**TASK DIRECTIONS:**
Report back every line below that carries the word "spans".

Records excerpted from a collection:
◆ ◆ ◆
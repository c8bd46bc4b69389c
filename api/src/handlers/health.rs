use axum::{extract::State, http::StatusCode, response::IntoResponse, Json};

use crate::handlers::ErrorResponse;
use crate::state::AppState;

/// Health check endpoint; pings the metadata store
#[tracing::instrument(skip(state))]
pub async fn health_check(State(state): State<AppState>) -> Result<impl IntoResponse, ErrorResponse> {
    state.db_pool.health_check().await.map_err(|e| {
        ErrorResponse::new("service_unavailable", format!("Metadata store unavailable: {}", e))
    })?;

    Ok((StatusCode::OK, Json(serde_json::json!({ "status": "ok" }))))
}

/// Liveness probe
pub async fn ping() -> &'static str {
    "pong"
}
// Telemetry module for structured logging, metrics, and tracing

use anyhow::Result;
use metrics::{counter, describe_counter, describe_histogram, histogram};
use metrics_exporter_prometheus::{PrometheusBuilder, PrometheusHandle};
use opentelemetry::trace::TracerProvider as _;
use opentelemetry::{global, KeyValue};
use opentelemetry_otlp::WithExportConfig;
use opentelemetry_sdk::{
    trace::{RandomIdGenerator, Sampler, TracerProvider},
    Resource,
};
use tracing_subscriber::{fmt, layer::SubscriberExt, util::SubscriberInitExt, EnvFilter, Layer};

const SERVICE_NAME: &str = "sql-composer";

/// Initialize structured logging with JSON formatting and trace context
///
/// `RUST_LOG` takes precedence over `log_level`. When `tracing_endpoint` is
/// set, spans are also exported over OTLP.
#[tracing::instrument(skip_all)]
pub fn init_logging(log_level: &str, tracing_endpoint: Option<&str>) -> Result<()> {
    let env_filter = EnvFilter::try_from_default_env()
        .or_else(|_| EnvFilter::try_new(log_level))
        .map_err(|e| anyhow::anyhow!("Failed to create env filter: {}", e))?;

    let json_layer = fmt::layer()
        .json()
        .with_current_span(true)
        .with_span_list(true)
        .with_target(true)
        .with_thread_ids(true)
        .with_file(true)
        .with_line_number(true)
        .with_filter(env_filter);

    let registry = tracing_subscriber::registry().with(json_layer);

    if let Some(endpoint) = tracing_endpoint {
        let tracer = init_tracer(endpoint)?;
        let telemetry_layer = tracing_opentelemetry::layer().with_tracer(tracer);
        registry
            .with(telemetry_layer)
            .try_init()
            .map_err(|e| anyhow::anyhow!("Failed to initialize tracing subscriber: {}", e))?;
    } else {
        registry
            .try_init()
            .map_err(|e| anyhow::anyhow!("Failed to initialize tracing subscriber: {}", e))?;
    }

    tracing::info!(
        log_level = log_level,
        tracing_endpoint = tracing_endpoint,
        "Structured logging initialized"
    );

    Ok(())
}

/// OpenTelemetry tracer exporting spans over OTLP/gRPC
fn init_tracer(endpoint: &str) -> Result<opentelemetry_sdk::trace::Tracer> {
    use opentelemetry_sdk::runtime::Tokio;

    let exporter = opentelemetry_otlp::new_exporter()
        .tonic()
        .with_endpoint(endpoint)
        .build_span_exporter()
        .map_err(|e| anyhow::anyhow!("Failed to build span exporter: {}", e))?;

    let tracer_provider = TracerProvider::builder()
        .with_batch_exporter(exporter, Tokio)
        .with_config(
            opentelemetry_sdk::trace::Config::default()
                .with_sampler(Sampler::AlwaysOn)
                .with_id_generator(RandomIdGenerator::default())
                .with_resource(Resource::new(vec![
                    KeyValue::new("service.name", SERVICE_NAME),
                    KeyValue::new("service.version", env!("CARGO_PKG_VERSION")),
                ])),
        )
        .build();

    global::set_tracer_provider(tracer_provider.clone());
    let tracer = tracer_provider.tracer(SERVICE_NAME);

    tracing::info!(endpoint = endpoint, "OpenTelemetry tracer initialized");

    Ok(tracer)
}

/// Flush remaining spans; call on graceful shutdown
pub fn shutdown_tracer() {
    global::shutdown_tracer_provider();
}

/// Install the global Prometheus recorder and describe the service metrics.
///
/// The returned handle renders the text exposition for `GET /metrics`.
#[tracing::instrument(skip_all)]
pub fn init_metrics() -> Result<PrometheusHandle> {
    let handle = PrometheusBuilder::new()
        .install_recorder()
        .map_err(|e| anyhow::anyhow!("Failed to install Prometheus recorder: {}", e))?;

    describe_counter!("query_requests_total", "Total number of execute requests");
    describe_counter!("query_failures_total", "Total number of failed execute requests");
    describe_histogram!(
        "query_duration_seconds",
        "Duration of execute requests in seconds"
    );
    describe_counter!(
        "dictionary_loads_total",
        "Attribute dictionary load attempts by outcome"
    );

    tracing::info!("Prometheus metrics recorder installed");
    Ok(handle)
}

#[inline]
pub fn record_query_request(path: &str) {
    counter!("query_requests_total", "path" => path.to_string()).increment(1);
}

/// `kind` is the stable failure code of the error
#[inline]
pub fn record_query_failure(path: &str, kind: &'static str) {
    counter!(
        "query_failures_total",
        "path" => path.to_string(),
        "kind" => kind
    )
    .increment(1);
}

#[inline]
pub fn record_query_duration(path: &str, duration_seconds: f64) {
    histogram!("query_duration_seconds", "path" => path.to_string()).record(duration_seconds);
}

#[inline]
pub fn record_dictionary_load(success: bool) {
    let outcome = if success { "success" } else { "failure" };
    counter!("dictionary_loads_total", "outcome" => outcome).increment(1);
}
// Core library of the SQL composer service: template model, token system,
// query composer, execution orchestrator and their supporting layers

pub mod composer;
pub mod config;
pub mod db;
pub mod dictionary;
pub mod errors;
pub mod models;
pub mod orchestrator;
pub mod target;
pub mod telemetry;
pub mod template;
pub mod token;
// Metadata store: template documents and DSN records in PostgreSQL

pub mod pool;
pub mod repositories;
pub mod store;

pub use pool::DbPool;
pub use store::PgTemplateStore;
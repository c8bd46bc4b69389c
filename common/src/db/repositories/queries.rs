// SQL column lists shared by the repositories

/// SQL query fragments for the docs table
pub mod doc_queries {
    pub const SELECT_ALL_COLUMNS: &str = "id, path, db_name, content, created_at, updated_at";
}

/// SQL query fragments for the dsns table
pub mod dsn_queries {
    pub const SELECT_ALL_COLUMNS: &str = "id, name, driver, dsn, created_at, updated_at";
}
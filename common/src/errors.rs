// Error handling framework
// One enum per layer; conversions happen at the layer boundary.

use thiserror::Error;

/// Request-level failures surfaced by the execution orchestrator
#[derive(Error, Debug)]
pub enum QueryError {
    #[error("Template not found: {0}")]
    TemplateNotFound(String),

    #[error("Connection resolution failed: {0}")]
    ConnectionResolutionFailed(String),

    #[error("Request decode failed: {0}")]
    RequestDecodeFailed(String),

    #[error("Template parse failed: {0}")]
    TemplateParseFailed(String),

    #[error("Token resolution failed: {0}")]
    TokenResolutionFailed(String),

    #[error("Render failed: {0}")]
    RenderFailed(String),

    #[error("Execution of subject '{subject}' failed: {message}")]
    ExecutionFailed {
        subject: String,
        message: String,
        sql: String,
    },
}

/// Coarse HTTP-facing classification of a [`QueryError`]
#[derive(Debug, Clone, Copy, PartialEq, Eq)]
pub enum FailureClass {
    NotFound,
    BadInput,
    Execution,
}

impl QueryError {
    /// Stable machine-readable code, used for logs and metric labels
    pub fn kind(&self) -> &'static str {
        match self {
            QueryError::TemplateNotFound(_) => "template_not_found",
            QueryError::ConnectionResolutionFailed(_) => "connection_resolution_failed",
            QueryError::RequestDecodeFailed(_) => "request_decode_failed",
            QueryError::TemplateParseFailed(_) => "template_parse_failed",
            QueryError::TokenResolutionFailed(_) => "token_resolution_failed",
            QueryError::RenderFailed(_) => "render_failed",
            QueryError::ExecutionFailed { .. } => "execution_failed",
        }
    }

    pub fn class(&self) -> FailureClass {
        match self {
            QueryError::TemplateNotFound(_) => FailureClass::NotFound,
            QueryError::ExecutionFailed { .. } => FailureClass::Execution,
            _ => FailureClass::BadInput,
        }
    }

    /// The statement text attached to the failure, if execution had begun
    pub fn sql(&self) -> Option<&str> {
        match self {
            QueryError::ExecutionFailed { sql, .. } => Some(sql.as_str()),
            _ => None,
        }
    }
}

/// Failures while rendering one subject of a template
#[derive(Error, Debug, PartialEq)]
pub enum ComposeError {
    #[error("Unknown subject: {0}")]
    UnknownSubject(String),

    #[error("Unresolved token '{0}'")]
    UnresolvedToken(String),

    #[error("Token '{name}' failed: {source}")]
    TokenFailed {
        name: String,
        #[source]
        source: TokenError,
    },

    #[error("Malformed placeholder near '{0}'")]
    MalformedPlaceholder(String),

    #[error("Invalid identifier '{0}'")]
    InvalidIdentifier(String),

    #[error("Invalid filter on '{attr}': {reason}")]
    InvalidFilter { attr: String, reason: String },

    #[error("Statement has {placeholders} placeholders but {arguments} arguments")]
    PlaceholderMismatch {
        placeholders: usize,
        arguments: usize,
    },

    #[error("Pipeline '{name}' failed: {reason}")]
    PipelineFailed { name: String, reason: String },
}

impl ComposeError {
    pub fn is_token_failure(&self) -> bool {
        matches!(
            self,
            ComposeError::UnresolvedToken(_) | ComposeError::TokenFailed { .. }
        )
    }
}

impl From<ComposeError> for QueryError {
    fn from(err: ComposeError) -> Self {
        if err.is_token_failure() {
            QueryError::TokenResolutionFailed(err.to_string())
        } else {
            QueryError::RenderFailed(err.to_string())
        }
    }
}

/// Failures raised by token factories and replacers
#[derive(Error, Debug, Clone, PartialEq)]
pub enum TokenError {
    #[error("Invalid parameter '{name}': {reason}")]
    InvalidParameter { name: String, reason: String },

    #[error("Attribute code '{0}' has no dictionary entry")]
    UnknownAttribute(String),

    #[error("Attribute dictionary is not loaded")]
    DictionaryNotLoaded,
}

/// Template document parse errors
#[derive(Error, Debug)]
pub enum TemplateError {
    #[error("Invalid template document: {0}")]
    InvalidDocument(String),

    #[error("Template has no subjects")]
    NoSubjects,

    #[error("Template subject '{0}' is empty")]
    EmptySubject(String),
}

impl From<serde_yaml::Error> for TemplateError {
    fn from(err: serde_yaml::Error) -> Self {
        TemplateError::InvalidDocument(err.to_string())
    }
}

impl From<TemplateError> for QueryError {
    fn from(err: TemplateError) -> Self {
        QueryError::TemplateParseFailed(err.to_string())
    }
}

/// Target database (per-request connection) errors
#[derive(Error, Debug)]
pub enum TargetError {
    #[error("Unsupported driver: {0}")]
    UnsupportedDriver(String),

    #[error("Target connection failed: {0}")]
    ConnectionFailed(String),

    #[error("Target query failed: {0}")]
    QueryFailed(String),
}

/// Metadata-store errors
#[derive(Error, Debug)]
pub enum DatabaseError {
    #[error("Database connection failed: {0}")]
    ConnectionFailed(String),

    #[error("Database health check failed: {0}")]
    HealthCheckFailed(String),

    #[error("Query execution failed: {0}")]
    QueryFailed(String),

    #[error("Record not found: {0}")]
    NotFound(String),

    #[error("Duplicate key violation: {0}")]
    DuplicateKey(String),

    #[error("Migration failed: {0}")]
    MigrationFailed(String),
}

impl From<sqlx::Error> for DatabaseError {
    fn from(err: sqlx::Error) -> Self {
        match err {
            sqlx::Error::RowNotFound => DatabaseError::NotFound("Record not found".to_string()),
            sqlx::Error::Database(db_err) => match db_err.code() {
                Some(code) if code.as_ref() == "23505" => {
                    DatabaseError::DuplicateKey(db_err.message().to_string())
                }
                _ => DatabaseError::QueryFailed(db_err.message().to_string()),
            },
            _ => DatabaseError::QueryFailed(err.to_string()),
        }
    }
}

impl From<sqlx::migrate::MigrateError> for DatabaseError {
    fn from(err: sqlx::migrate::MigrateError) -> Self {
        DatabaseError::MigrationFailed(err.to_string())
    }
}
◆ ◆ ◆
**YOUR RESPONSE:**
/// set, spans are also exported over OTLP.
/// OpenTelemetry tracer exporting spans over OTLP/gRPC
/// Flush remaining spans; call on graceful shutdown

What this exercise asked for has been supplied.